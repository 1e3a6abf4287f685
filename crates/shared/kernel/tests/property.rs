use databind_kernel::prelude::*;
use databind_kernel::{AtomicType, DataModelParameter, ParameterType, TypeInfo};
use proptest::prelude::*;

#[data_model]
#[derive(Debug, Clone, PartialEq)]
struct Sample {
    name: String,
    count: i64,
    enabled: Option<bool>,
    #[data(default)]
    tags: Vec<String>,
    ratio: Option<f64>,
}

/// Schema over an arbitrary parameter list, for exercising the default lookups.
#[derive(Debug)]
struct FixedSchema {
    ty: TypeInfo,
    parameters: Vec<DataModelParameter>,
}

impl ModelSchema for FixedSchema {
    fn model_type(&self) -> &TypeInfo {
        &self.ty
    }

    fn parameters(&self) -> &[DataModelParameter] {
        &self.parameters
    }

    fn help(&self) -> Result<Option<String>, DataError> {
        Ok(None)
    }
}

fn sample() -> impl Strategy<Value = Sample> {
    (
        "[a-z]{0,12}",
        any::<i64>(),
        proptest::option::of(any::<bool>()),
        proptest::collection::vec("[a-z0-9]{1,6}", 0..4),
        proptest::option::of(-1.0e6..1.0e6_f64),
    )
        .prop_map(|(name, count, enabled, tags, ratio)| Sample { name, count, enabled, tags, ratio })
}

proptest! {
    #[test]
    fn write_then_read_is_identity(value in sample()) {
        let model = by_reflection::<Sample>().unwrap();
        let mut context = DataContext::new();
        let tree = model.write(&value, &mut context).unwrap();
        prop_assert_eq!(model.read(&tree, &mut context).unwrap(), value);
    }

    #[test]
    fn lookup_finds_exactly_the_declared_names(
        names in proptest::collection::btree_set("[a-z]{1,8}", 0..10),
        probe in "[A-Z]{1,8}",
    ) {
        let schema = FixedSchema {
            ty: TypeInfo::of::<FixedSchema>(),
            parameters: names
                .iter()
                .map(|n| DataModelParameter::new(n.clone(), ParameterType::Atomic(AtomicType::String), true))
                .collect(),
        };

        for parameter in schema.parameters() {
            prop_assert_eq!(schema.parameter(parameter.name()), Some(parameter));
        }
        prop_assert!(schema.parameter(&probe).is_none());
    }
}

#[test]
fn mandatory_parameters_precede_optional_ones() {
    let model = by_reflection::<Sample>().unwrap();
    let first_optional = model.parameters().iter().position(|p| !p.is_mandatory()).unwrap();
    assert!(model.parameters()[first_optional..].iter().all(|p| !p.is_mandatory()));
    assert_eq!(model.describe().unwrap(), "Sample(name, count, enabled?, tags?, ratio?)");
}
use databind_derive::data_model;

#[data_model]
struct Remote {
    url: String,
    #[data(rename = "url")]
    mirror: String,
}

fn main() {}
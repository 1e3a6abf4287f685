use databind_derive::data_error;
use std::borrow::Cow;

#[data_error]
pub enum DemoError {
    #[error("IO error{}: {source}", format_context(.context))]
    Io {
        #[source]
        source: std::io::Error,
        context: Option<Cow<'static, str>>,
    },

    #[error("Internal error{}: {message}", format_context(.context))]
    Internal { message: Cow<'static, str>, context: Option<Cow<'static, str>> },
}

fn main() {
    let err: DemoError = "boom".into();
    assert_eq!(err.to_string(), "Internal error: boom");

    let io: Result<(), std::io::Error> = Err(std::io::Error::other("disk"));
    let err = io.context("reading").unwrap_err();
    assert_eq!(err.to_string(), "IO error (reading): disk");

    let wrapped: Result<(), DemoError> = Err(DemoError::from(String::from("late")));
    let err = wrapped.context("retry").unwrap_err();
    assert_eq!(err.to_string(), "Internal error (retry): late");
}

::::::::

**Action item**
Give back the data above, repeating every record exactly.

**Solution to this problem**
repository 1e3a6abf4287f685
filename crates/shared/kernel/tests/property.rs
use databind_kernel::prelude::*;
use databind_kernel::{AtomicType, DataModelParameter, ParameterType, TypeInfo};
use proptest::prelude::*;

#[data_model]
#[derive(Debug, Clone, PartialEq)]
struct Sample {
    name: String,
    count: i64,
    enabled: Option<bool>,
    #[data(default)]
    tags: Vec<String>,
    ratio: Option<f64>,
}

/// Schema over an arbitrary parameter list, for exercising the default lookups.
#[derive(Debug)]
struct FixedSchema {
    ty: TypeInfo,
    parameters: Vec<DataModelParameter>,
}

impl ModelSchema for FixedSchema {
    fn model_type(&self) -> &TypeInfo {
        &self.ty
    }

    fn parameters(&self) -> &[DataModelParameter] {
        &self.parameters
    }

    fn help(&self) -> Result<Option<String>, DataError> {
        Ok(None)
    }
}

fn sample() -> impl Strategy<Value = Sample> {
    (
        "[a-z]{0,12}",
        any::<i64>(),
        proptest::option::of(any::<bool>()),
        proptest::collection::vec("[a-z0-9]{1,6}", 0..4),
        proptest::option::of(-1.0e6..1.0e6_f64),
    )
        .prop_map(|(name, count, enabled, tags, ratio)| Sample { name, count, enabled, tags, ratio })
}

proptest! {
    #[test]
    fn write_then_read_is_identity(value in sample()) {
        let model = by_reflection::<Sample>().unwrap();
        let mut context = DataContext::new();
        let tree = model.write(&value, &mut context).unwrap();
        prop_assert_eq!(model.read(&tree, &mut context).unwrap(), value);
    }

    #[test]
    fn lookup_finds_exactly_the_declared_names(
        names in proptest::collection::btree_set("[a-z]{1,8}", 0..10),
        probe in "[A-Z]{1,8}",
    ) {
        let schema = FixedSchema {
            ty: TypeInfo::of::<FixedSchema>(),
            parameters: names
                .iter()
                .map(|n| DataModelParameter::new(n.clone(), ParameterType::Atomic(AtomicType::String), true))
                .collect(),
        };

        for parameter in schema.parameters() {
            prop_assert_eq!(schema.parameter(parameter.name()), Some(parameter));
        }
        prop_assert!(schema.parameter(&probe).is_none());
    }
}

#[test]
fn mandatory_parameters_precede_optional_ones() {
    let model = by_reflection::<Sample>().unwrap();
    let first_optional = model.parameters().iter().position(|p| !p.is_mandatory()).unwrap();
    assert!(model.parameters()[first_optional..].iter().all(|p| !p.is_mandatory()));
    assert_eq!(model.describe().unwrap(), "Sample(name, count, enabled?, tags?, ratio?)");
}
use databind_derive::data_model;

#[data_model]
struct Remote {
    url: String,
    #[data(rename = "url")]
    mirror: String,
}

fn main() {}
repository 1e3a6abf4287f685
use databind_derive::data_error;
use std::borrow::Cow;

#[data_error]
pub enum DemoError {
    #[error("IO error{}: {source}", format_context(.context))]
    Io {
        #[source]
        source: std::io::Error,
        context: Option<Cow<'static, str>>,
    },

    #[error("Internal error{}: {message}", format_context(.context))]
    Internal { message: Cow<'static, str>, context: Option<Cow<'static, str>> },
}

fn main() {
    let err: DemoError = "boom".into();
    assert_eq!(err.to_string(), "Internal error: boom");

    let io: Result<(), std::io::Error> = Err(std::io::Error::other("disk"));
    let err = io.context("reading").unwrap_err();
    assert_eq!(err.to_string(), "IO error (reading): disk");

    let wrapped: Result<(), DemoError> = Err(DemoError::from(String::from("late")));
    let err = wrapped.context("retry").unwrap_err();
    assert_eq!(err.to_string(), "Internal error (retry): late");
}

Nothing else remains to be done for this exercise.